Very large biomedical research databases, containing electronic health records (EHR) and genomic data from millions of patients, have been heralded recently for their potential to accelerate scientific discovery and produce dramatic improvements in medical treatments. Research enabled by these databases may also lead to profound changes in law, regulation, social policy, and even litigation strategies. Yet, is “big data” necessarily better data?
This paper makes an original contribution to the legal literature by focusing on what can go wrong in the process of biomedical database research and what precautions are necessary to avoid critical mistakes. We address three main reasons for approaching such research with care and being cautious in relying on its outcomes for purposes of public policy or litigation. First, the data contained in biomedical databases is surprisingly likely to be incorrect or incomplete. Second, systematic biases, arising from both the nature of the data and the preconceptions of investigators, are serious threats to the validity of research results, especially in answering causal questions.
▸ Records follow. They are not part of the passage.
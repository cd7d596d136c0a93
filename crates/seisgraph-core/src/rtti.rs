//! Process-wide class registry.
//!
//! Maps wire-stable class names to their base classes and an optional
//! factory. Registration is additive and expected to happen once at start-up,
//! before any archive is opened.

use std::any::Any;
use std::collections::{HashMap, HashSet};
use std::sync::{LazyLock, Mutex};

use tracing::debug;

use crate::error::{CoreError, CoreResult};
use crate::object::{ClassInfo, Object};

/// Constructs a default instance of a class as the product type `R`
/// (for example `dyn Object`).
pub type Factory<R> = fn() -> Box<R>;

struct ClassEntry {
    bases: Vec<String>,
    /// A `Factory<R>` for the product type chosen at registration.
    factory: Option<Box<dyn Any + Send + Sync>>,
}

static CLASSES: LazyLock<Mutex<HashMap<String, ClassEntry>>> =
    LazyLock::new(|| Mutex::new(HashMap::new()));

/// Global RTTI table.
pub struct ClassRegistry;

impl ClassRegistry {
    /// Register a class that cannot be instantiated from the wire.
    pub fn register_abstract(type_name: &str, bases: &[&str]) -> CoreResult<()> {
        Self::insert(type_name, bases, None)
    }

    /// Register a concrete class together with its factory.
    pub fn register<R: ?Sized + 'static>(
        type_name: &str,
        bases: &[&str],
        factory: Factory<R>,
    ) -> CoreResult<()> {
        Self::insert(type_name, bases, Some(Box::new(factory)))
    }

    /// Register `T` under its static class name.
    pub fn register_class<T: ClassInfo, R: ?Sized + 'static>(
        factory: Option<Factory<R>>,
    ) -> CoreResult<()> {
        match factory {
            Some(factory) => Self::register(T::CLASS_NAME, T::BASE_CLASSES, factory),
            None => Self::register_abstract(T::CLASS_NAME, T::BASE_CLASSES),
        }
    }

    fn insert(
        type_name: &str,
        bases: &[&str],
        factory: Option<Box<dyn Any + Send + Sync>>,
    ) -> CoreResult<()> {
        let mut classes = CLASSES.lock().expect("lock poisoned");
        if classes.contains_key(type_name) {
            return Err(CoreError::AlreadyRegistered(type_name.to_string()));
        }
        debug!(class = type_name, bases = ?bases, "registered class");
        classes.insert(
            type_name.to_string(),
            ClassEntry {
                bases: bases.iter().map(|b| b.to_string()).collect(),
                factory,
            },
        );
        Ok(())
    }

    /// Construct a default instance of `type_name`.
    ///
    /// Fails with `UnknownType` for unregistered names and with `NoFactory`
    /// for abstract classes or factories of another product type.
    pub fn create<R: ?Sized + 'static>(type_name: &str) -> CoreResult<Box<R>> {
        let factory = {
            let classes = CLASSES.lock().expect("lock poisoned");
            let entry = classes
                .get(type_name)
                .ok_or_else(|| CoreError::UnknownType(type_name.to_string()))?;
            entry
                .factory
                .as_ref()
                .and_then(|f| f.downcast_ref::<Factory<R>>())
                .copied()
                .ok_or_else(|| CoreError::NoFactory(type_name.to_string()))?
        };
        Ok(factory())
    }

    pub fn contains(type_name: &str) -> bool {
        CLASSES.lock().expect("lock poisoned").contains_key(type_name)
    }

    /// Direct base classes of a registered class.
    pub fn bases(type_name: &str) -> Option<Vec<String>> {
        CLASSES
            .lock()
            .expect("lock poisoned")
            .get(type_name)
            .map(|entry| entry.bases.clone())
    }

    /// Whether `candidate` is `required` or (transitively) derived from it.
    /// A class may list several bases.
    pub fn is_type_of(candidate: &str, required: &str) -> bool {
        if candidate == required {
            return true;
        }
        let classes = CLASSES.lock().expect("lock poisoned");
        let mut pending = vec![candidate];
        let mut seen = HashSet::new();
        while let Some(name) = pending.pop() {
            if !seen.insert(name) {
                continue;
            }
            let Some(entry) = classes.get(name) else {
                continue;
            };
            for base in &entry.bases {
                if base == required {
                    return true;
                }
                pending.push(base.as_str());
            }
        }
        false
    }

    /// All registered class names, sorted.
    pub fn class_names() -> Vec<String> {
        let mut names: Vec<String> = CLASSES
            .lock()
            .expect("lock poisoned")
            .keys()
            .cloned()
            .collect();
        names.sort();
        names
    }
}

/// Narrow an object to a concrete type; `None` if it is something else.
pub fn cast<T: Object>(object: &dyn Object) -> Option<&T> {
    object.as_any().downcast_ref::<T>()
}

pub fn cast_mut<T: Object>(object: &mut dyn Object) -> Option<&mut T> {
    object.as_any_mut().downcast_mut::<T>()
}

#[cfg(test)]
mod tests {
    use super::*;
    use crate::archive::Archive;

    #[derive(Debug, Default)]
    struct Sample {
        value: i32,
    }

    impl Object for Sample {
        fn class_name(&self) -> &'static str {
            "RttiSample"
        }

        fn serialize(&mut self, _ar: &mut dyn Archive) {}
    }

    #[derive(Debug, Default)]
    struct Other;

    impl Object for Other {
        fn class_name(&self) -> &'static str {
            "RttiOther"
        }

        fn serialize(&mut self, _ar: &mut dyn Archive) {}
    }

    fn sample_factory() -> Box<dyn Object> {
        Box::new(Sample { value: 7 })
    }

    // -----------------------------------------------------------------------
    // Registration and creation
    // -----------------------------------------------------------------------

    #[test]
    fn create_registered_class() {
        ClassRegistry::register_abstract("RttiSampleBase", &[]).unwrap();
        ClassRegistry::register("RttiSample", &["RttiSampleBase"], sample_factory as Factory<dyn Object>)
            .unwrap();

        let object = ClassRegistry::create::<dyn Object>("RttiSample").unwrap();
        assert_eq!(object.class_name(), "RttiSample");
        assert_eq!(cast::<Sample>(object.as_ref()).map(|s| s.value), Some(7));
        assert!(cast::<Other>(object.as_ref()).is_none());
    }

    #[test]
    fn unknown_and_abstract_types() {
        assert!(matches!(
            ClassRegistry::create::<dyn Object>("RttiNeverRegistered"),
            Err(CoreError::UnknownType(_))
        ));

        ClassRegistry::register_abstract("RttiAbstract", &[]).unwrap();
        assert!(matches!(
            ClassRegistry::create::<dyn Object>("RttiAbstract"),
            Err(CoreError::NoFactory(_))
        ));
    }

    #[test]
    fn factory_product_must_match() {
        fn boxed_other() -> Box<Other> {
            Box::new(Other)
        }
        ClassRegistry::register("RttiOther", &[], boxed_other as Factory<Other>).unwrap();
        assert!(ClassRegistry::create::<Other>("RttiOther").is_ok());
        assert!(matches!(
            ClassRegistry::create::<dyn Object>("RttiOther"),
            Err(CoreError::NoFactory(_))
        ));
    }

    #[test]
    fn duplicate_registration_rejected() {
        ClassRegistry::register_abstract("RttiTwice", &[]).unwrap();
        assert_eq!(
            ClassRegistry::register_abstract("RttiTwice", &[]),
            Err(CoreError::AlreadyRegistered("RttiTwice".into()))
        );
    }

    // -----------------------------------------------------------------------
    // Type compatibility
    // -----------------------------------------------------------------------

    #[test]
    fn is_type_of_walks_multiple_bases() {
        ClassRegistry::register_abstract("RttiRoot", &[]).unwrap();
        ClassRegistry::register_abstract("RttiLeft", &["RttiRoot"]).unwrap();
        ClassRegistry::register_abstract("RttiRight", &["RttiRoot"]).unwrap();
        ClassRegistry::register_abstract("RttiDiamond", &["RttiLeft", "RttiRight"]).unwrap();

        assert!(ClassRegistry::is_type_of("RttiDiamond", "RttiDiamond"));
        assert!(ClassRegistry::is_type_of("RttiDiamond", "RttiLeft"));
        assert!(ClassRegistry::is_type_of("RttiDiamond", "RttiRight"));
        assert!(ClassRegistry::is_type_of("RttiDiamond", "RttiRoot"));
        assert!(!ClassRegistry::is_type_of("RttiRoot", "RttiDiamond"));
        assert!(!ClassRegistry::is_type_of("RttiLeft", "RttiRight"));
        assert!(!ClassRegistry::is_type_of("RttiUnregistered", "RttiRoot"));
        assert_eq!(
            ClassRegistry::bases("RttiDiamond"),
            Some(vec!["RttiLeft".to_string(), "RttiRight".to_string()])
        );
    }
}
Third, data mining of biomedical databases makes it easier for individuals with political, social, or economic agendas to generate ostensibly scientific but misleading research findings for the purpose of manipulating public opinion and swaying policymakers.
In short, this paper sheds much-needed light on the problems of credulous and uninformed acceptance of research results derived from biomedical databases. An understanding of the pitfalls of big data analysis is of critical importance to anyone who will rely on or dispute its outcomes, including lawyers, policymakers, and the public at large. The Article also recommends technical, methodological, and educational interventions to combat the dangers of database errors and abuses.